Adding nodes with weights:

>>> G.add_nodes_from(nodes=["D", "E"], weights=[0.3, 0.6])
>>> G.nodes["D"]
{'weight': 0.3}
>>> G.nodes["E"]
{'weight': 0.6}
>>> G.nodes["A"]
{'weight': None}

copy()[source]¶

Returns a copy of the graph.

The copy method by default returns an independent shallow copy of the graph and attributes. That is, if an attribute is a container, that container is shared by the original an the copy. Use Python’s copy.deepcopy for new containers.

If as_view is True then a view is returned instead of a copy.

Notes

All copies reproduce the graph structure, but data attributes may be handled in different ways. There are four types of copies of a graph that people might want.

Deepcopy – A “deepcopy” copies the graph structure as well as all data attributes and any objects they might contain. The entire graph object is new so that changes in the copy do not affect the original object. (see Python’s copy.deepcopy)

Data Reference (Shallow) – For a shallow copy the graph structure is copied but the edge, node and graph attribute dicts are references to those in the original graph. This saves time and memory but could cause confusion if you change an attribute in one graph and it changes the attribute in the other. NetworkX does not provide this level of shallow copy.

Independent Shallow – This copy creates new independent attribute dicts and then does a shallow copy of the attributes. That is, any attributes that are containers are shared between the new graph and the original. This is exactly what dict.copy() provides. You can obtain this style copy using:

>>> G = nx.path_graph(5)
>>> H = G.copy()
>>> H = G.copy(as_view=False)
>>> H = nx.Graph(G)
>>> H = G.__class__(G)

Fresh Data – For fresh data, the graph structure is copied while new empty data attribute dicts are created. The resulting graph is independent of the original and it has no edge, node or graph attributes. Fresh copies are not enabled. Instead use:

>>> H = G.__class__()
>>> H.add_nodes_from(G)
>>> H.add_edges_from(G.edges)

View – Inspired by dict-views, graph-views act like read-only versions of the original graph, providing a copy of the original structure without requiring any memory for copying the information.

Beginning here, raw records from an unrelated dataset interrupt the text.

//! Transient user-facing messages ("toasts"). Fire-and-forget: the shell
//! renders them and never answers.

use crux_core::capability::{CapabilityContext, Operation};
use crux_core::macros::Capability;
use serde::{Deserialize, Serialize};

#[derive(Debug, Clone, Copy, PartialEq, Eq, Serialize, Deserialize, Default)]
#[serde(rename_all = "snake_case")]
pub enum ToastKind {
    #[default]
    Info,
    Success,
    Warning,
    Error,
}

impl ToastKind {
    #[must_use]
    pub const fn default_duration_ms(self) -> u64 {
        match self {
            Self::Info => 3000,
            Self::Success => 2000,
            Self::Warning => 4000,
            Self::Error => 5000,
        }
    }
}

#[derive(Debug, Clone, PartialEq, Eq, Serialize, Deserialize)]
pub struct NotifyOperation {
    pub kind: ToastKind,
    pub message: String,
    pub duration_ms: u64,
}

impl Operation for NotifyOperation {
    type Output = ();
}

#[derive(Capability)]
pub struct Notify<Ev> {
    context: CapabilityContext<NotifyOperation, Ev>,
}

impl<Ev> Notify<Ev>
where
    Ev: 'static,
{
    pub fn new(context: CapabilityContext<NotifyOperation, Ev>) -> Self {
        Self { context }
    }

    pub fn toast(&self, kind: ToastKind, message: impl Into<String>) {
        let operation = NotifyOperation {
            kind,
            message: message.into(),
            duration_ms: kind.default_duration_ms(),
        };
        let ctx = self.context.clone();
        self.context.spawn(async move {
            ctx.notify_shell(operation).await;
        });
    }

    pub fn info(&self, message: impl Into<String>) {
        self.toast(ToastKind::Info, message);
    }

    pub fn success(&self, message: impl Into<String>) {
        self.toast(ToastKind::Success, message);
    }

    pub fn error(&self, message: impl Into<String>) {
        self.toast(ToastKind::Error, message);
    }
}
use serde::{Deserialize, Serialize};
use thiserror::Error;

#[derive(Debug, Clone, PartialEq, Eq, Error)]
pub enum FormError {
    #[error("missing required fields: {}", .0.join(", "))]
    MissingFields(Vec<&'static str>),
    #[error("search query is empty")]
    EmptyQuery,
}

/// Contents of the "Create Your Popup!" dialog.
#[derive(Serialize, Deserialize, Clone, Debug, Default, PartialEq, Eq)]
pub struct CreatePopupForm {
    pub name: String,
    pub location: String,
    pub time: String,
    pub menu_items: String,
}

impl CreatePopupForm {
    pub fn validate(&self) -> Result<(), FormError> {
        let missing: Vec<&'static str> = [
            ("name", &self.name),
            ("location", &self.location),
            ("time", &self.time),
            ("menu_items", &self.menu_items),
        ]
        .into_iter()
        .filter(|(_, value)| value.trim().is_empty())
        .map(|(field, _)| field)
        .collect();

        if missing.is_empty() {
            Ok(())
        } else {
            Err(FormError::MissingFields(missing))
        }
    }
}

/// Shown under the search box while the dialog is open.
pub const SEARCH_SUGGESTIONS: [&str; 6] =
    ["Tacos", "Burgers", "Ramen", "Pizza", "Desserts", "Vietnamese"];

#[derive(Serialize, Deserialize, Clone, Debug, PartialEq, Eq)]
pub struct SearchQuery(String);

impl SearchQuery {
    pub fn parse(raw: &str) -> Result<Self, FormError> {
        let trimmed = raw.trim();
        if trimmed.is_empty() {
            return Err(FormError::EmptyQuery);
        }
        Ok(Self(trimmed.to_owned()))
    }

    pub fn as_str(&self) -> &str {
        &self.0
    }
}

See the Python copy module for more information on shallow and deep copies, https://docs.python.org/3/library/copy.html.

Parameters:: as_view (bool, optional (default=False)) – If True, the returned graph-view provides a read-only view of the original graph without actually copying any data.
Returns:: G – A copy of the graph.
Return type:: Graph

See also

to_directed: return a directed copy of the graph.

Examples

>>> G = nx.path_graph(4)  # or DiGraph, MultiGraph, MultiDiGraph, etc
>>> H = G.copy()

do(nodes: Hashable | Iterable[Hashable] | tuple[Hashable, Hashable], inplace=False)[source]¶

Applies the do operator to the graph and returns a new DAG with the transformed graph.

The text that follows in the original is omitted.